WHAT YOU NEED TO DO: The full set of records is to be reproduced verbatim.

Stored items
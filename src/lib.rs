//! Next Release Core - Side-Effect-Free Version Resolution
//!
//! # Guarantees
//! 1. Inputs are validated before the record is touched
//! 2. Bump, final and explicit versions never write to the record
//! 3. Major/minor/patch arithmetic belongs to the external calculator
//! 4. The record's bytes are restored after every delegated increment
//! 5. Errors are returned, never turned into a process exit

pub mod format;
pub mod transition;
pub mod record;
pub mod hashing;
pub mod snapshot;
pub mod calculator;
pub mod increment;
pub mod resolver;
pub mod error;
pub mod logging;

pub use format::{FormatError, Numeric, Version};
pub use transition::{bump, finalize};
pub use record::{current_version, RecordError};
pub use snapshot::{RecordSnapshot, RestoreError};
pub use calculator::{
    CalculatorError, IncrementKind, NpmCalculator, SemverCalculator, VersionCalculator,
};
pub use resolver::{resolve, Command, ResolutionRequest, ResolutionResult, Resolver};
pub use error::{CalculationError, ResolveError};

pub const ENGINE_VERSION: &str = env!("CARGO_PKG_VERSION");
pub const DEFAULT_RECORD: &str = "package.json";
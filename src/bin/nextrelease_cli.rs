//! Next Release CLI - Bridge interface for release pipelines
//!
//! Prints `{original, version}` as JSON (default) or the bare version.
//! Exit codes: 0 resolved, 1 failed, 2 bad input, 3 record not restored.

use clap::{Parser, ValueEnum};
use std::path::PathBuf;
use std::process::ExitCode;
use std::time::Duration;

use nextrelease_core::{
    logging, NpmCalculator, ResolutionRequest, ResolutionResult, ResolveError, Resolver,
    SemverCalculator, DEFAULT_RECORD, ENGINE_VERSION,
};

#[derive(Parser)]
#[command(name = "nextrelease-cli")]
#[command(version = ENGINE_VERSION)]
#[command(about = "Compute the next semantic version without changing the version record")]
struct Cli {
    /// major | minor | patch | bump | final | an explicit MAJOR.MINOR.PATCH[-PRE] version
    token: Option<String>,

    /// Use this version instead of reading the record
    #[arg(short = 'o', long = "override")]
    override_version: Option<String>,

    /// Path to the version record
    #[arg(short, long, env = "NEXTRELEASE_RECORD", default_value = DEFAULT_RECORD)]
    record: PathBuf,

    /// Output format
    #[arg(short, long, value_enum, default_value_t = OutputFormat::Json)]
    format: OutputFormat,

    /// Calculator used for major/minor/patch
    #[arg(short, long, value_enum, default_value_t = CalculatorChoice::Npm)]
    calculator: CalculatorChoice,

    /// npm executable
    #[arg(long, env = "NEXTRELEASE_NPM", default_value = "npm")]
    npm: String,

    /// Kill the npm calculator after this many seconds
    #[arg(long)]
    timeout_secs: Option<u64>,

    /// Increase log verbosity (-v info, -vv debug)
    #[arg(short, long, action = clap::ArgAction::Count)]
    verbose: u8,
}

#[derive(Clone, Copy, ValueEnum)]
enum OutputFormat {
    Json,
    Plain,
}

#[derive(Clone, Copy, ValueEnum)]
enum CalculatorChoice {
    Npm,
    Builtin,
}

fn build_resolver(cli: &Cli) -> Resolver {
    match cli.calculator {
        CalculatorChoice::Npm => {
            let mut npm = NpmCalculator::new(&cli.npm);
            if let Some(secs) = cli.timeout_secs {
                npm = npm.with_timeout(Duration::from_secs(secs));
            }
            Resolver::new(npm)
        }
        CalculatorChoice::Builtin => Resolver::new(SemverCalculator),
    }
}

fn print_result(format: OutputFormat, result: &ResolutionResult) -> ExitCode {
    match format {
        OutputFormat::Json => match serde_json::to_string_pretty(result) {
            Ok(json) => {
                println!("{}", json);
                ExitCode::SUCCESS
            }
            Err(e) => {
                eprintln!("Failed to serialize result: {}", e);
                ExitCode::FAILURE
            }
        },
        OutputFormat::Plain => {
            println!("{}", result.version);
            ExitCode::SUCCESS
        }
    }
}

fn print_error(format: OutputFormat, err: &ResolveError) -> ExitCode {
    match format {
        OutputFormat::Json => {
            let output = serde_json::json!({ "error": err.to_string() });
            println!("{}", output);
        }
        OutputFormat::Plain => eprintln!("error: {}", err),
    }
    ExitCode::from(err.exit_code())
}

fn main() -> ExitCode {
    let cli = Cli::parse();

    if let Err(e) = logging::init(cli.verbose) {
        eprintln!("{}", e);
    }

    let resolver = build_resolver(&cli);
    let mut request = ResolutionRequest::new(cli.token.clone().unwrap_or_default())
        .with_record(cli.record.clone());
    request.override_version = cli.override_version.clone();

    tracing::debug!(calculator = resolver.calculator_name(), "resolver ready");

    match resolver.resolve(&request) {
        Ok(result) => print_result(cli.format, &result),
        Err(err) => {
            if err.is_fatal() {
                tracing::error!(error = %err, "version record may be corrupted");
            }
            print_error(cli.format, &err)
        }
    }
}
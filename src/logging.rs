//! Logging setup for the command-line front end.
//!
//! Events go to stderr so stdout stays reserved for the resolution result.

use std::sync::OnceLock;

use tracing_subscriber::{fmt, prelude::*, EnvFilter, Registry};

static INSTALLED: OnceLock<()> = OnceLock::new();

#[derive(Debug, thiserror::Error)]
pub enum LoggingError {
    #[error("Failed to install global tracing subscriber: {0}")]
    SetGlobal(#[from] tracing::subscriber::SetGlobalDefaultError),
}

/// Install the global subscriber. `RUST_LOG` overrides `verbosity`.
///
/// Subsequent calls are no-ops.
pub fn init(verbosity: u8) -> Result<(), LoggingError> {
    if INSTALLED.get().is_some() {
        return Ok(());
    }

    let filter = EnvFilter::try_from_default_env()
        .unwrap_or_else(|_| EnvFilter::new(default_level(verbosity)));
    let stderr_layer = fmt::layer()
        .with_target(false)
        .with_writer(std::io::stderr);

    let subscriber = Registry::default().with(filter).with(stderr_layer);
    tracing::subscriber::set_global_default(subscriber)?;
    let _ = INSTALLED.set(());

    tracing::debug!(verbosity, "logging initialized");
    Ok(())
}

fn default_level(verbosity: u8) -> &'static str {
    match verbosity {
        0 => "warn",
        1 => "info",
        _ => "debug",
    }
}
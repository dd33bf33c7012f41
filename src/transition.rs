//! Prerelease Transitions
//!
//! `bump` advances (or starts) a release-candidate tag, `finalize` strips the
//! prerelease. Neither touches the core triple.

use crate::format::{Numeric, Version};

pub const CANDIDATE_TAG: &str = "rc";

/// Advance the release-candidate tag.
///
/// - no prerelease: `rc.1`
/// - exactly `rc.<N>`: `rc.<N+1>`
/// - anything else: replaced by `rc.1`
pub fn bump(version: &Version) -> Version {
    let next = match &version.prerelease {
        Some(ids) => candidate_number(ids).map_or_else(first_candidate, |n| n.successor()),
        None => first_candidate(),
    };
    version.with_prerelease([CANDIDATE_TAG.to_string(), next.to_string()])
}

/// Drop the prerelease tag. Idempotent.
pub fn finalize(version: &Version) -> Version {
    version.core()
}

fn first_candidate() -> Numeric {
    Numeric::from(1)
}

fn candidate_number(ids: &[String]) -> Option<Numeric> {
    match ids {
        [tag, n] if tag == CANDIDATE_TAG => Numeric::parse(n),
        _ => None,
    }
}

RESULT:
filename src/lib.rs
//! Next Release Core - Side-Effect-Free Version Resolution
//!
//! # Guarantees
//! 1. Inputs are validated before the record is touched
//! 2. Bump, final and explicit versions never write to the record
//! 3. Major/minor/patch arithmetic belongs to the external calculator
//! 4. The record's bytes are restored after every delegated increment
//! 5. Errors are returned, never turned into a process exit

pub mod format;
pub mod transition;
pub mod record;
pub mod hashing;
pub mod snapshot;
pub mod calculator;
pub mod increment;
pub mod resolver;
pub mod error;
pub mod logging;

pub use format::{FormatError, Numeric, Version};
pub use transition::{bump, finalize};
pub use record::{current_version, RecordError};
pub use snapshot::{RecordSnapshot, RestoreError};
pub use calculator::{
    CalculatorError, IncrementKind, NpmCalculator, SemverCalculator, VersionCalculator,
};
pub use resolver::{resolve, Command, ResolutionRequest, ResolutionResult, Resolver};
pub use error::{CalculationError, ResolveError};

pub const ENGINE_VERSION: &str = env!("CARGO_PKG_VERSION");
pub const DEFAULT_RECORD: &str = "package.json";
filename src/bin/nextrelease_cli.rs
//! Next Release CLI - Bridge interface for release pipelines
//!
//! Prints `{original, version}` as JSON (default) or the bare version.
//! Exit codes: 0 resolved, 1 failed, 2 bad input, 3 record not restored.

use clap::{Parser, ValueEnum};
use std::path::PathBuf;
use std::process::ExitCode;
use std::time::Duration;

use nextrelease_core::{
    logging, NpmCalculator, ResolutionRequest, ResolutionResult, ResolveError, Resolver,
    SemverCalculator, DEFAULT_RECORD, ENGINE_VERSION,
};

#[derive(Parser)]
#[command(name = "nextrelease-cli")]
#[command(version = ENGINE_VERSION)]
#[command(about = "Compute the next semantic version without changing the version record")]
struct Cli {
    /// major | minor | patch | bump | final | an explicit MAJOR.MINOR.PATCH[-PRE] version
    token: Option<String>,

    /// Use this version instead of reading the record
    #[arg(short = 'o', long = "override")]
    override_version: Option<String>,

    /// Path to the version record
    #[arg(short, long, env = "NEXTRELEASE_RECORD", default_value = DEFAULT_RECORD)]
    record: PathBuf,

    /// Output format
    #[arg(short, long, value_enum, default_value_t = OutputFormat::Json)]
    format: OutputFormat,

    /// Calculator used for major/minor/patch
    #[arg(short, long, value_enum, default_value_t = CalculatorChoice::Npm)]
    calculator: CalculatorChoice,

    /// npm executable
    #[arg(long, env = "NEXTRELEASE_NPM", default_value = "npm")]
    npm: String,

    /// Kill the npm calculator after this many seconds
    #[arg(long)]
    timeout_secs: Option<u64>,

    /// Increase log verbosity (-v info, -vv debug)
    #[arg(short, long, action = clap::ArgAction::Count)]
    verbose: u8,
}

#[derive(Clone, Copy, ValueEnum)]
enum OutputFormat {
    Json,
    Plain,
}

#[derive(Clone, Copy, ValueEnum)]
enum CalculatorChoice {
    Npm,
    Builtin,
}

fn build_resolver(cli: &Cli) -> Resolver {
    match cli.calculator {
        CalculatorChoice::Npm => {
            let mut npm = NpmCalculator::new(&cli.npm);
            if let Some(secs) = cli.timeout_secs {
                npm = npm.with_timeout(Duration::from_secs(secs));
            }
            Resolver::new(npm)
        }
        CalculatorChoice::Builtin => Resolver::new(SemverCalculator),
    }
}

fn print_result(format: OutputFormat, result: &ResolutionResult) -> ExitCode {
    match format {
        OutputFormat::Json => match serde_json::to_string_pretty(result) {
            Ok(json) => {
                println!("{}", json);
                ExitCode::SUCCESS
            }
            Err(e) => {
                eprintln!("Failed to serialize result: {}", e);
                ExitCode::FAILURE
            }
        },
        OutputFormat::Plain => {
            println!("{}", result.version);
            ExitCode::SUCCESS
        }
    }
}

fn print_error(format: OutputFormat, err: &ResolveError) -> ExitCode {
    match format {
        OutputFormat::Json => {
            let output = serde_json::json!({ "error": err.to_string() });
            println!("{}", output);
        }
        OutputFormat::Plain => eprintln!("error: {}", err),
    }
    ExitCode::from(err.exit_code())
}

fn main() -> ExitCode {
    let cli = Cli::parse();

    if let Err(e) = logging::init(cli.verbose) {
        eprintln!("{}", e);
    }

    let resolver = build_resolver(&cli);
    let mut request = ResolutionRequest::new(cli.token.clone().unwrap_or_default())
        .with_record(cli.record.clone());
    request.override_version = cli.override_version.clone();

    tracing::debug!(calculator = resolver.calculator_name(), "resolver ready");

    match resolver.resolve(&request) {
        Ok(result) => print_result(cli.format, &result),
        Err(err) => {
            if err.is_fatal() {
                tracing::error!(error = %err, "version record may be corrupted");
            }
            print_error(cli.format, &err)
        }
    }
}
filename src/logging.rs
//! Logging setup for the command-line front end.
//!
//! Events go to stderr so stdout stays reserved for the resolution result.

use std::sync::OnceLock;

use tracing_subscriber::{fmt, prelude::*, EnvFilter, Registry};

static INSTALLED: OnceLock<()> = OnceLock::new();

#[derive(Debug, thiserror::Error)]
pub enum LoggingError {
    #[error("Failed to install global tracing subscriber: {0}")]
    SetGlobal(#[from] tracing::subscriber::SetGlobalDefaultError),
}

/// Install the global subscriber. `RUST_LOG` overrides `verbosity`.
///
/// Subsequent calls are no-ops.
pub fn init(verbosity: u8) -> Result<(), LoggingError> {
    if INSTALLED.get().is_some() {
        return Ok(());
    }

    let filter = EnvFilter::try_from_default_env()
        .unwrap_or_else(|_| EnvFilter::new(default_level(verbosity)));
    let stderr_layer = fmt::layer()
        .with_target(false)
        .with_writer(std::io::stderr);

    let subscriber = Registry::default().with(filter).with(stderr_layer);
    tracing::subscriber::set_global_default(subscriber)?;
    let _ = INSTALLED.set(());

    tracing::debug!(verbosity, "logging initialized");
    Ok(())
}

fn default_level(verbosity: u8) -> &'static str {
    match verbosity {
        0 => "warn",
        1 => "info",
        _ => "debug",
    }
}
repository dd33bf33c7012f41
filename src/transition.rs
//! Prerelease Transitions
//!
//! `bump` advances (or starts) a release-candidate tag, `finalize` strips the
//! prerelease. Neither touches the core triple.

use crate::format::{Numeric, Version};

pub const CANDIDATE_TAG: &str = "rc";

/// Advance the release-candidate tag.
///
/// - no prerelease: `rc.1`
/// - exactly `rc.<N>`: `rc.<N+1>`
/// - anything else: replaced by `rc.1`
pub fn bump(version: &Version) -> Version {
    let next = match &version.prerelease {
        Some(ids) => candidate_number(ids).map_or_else(first_candidate, |n| n.successor()),
        None => first_candidate(),
    };
    version.with_prerelease([CANDIDATE_TAG.to_string(), next.to_string()])
}

/// Drop the prerelease tag. Idempotent.
pub fn finalize(version: &Version) -> Version {
    version.core()
}

fn first_candidate() -> Numeric {
    Numeric::from(1)
}

fn candidate_number(ids: &[String]) -> Option<Numeric> {
    match ids {
        [tag, n] if tag == CANDIDATE_TAG => Numeric::parse(n),
        _ => None,
    }
}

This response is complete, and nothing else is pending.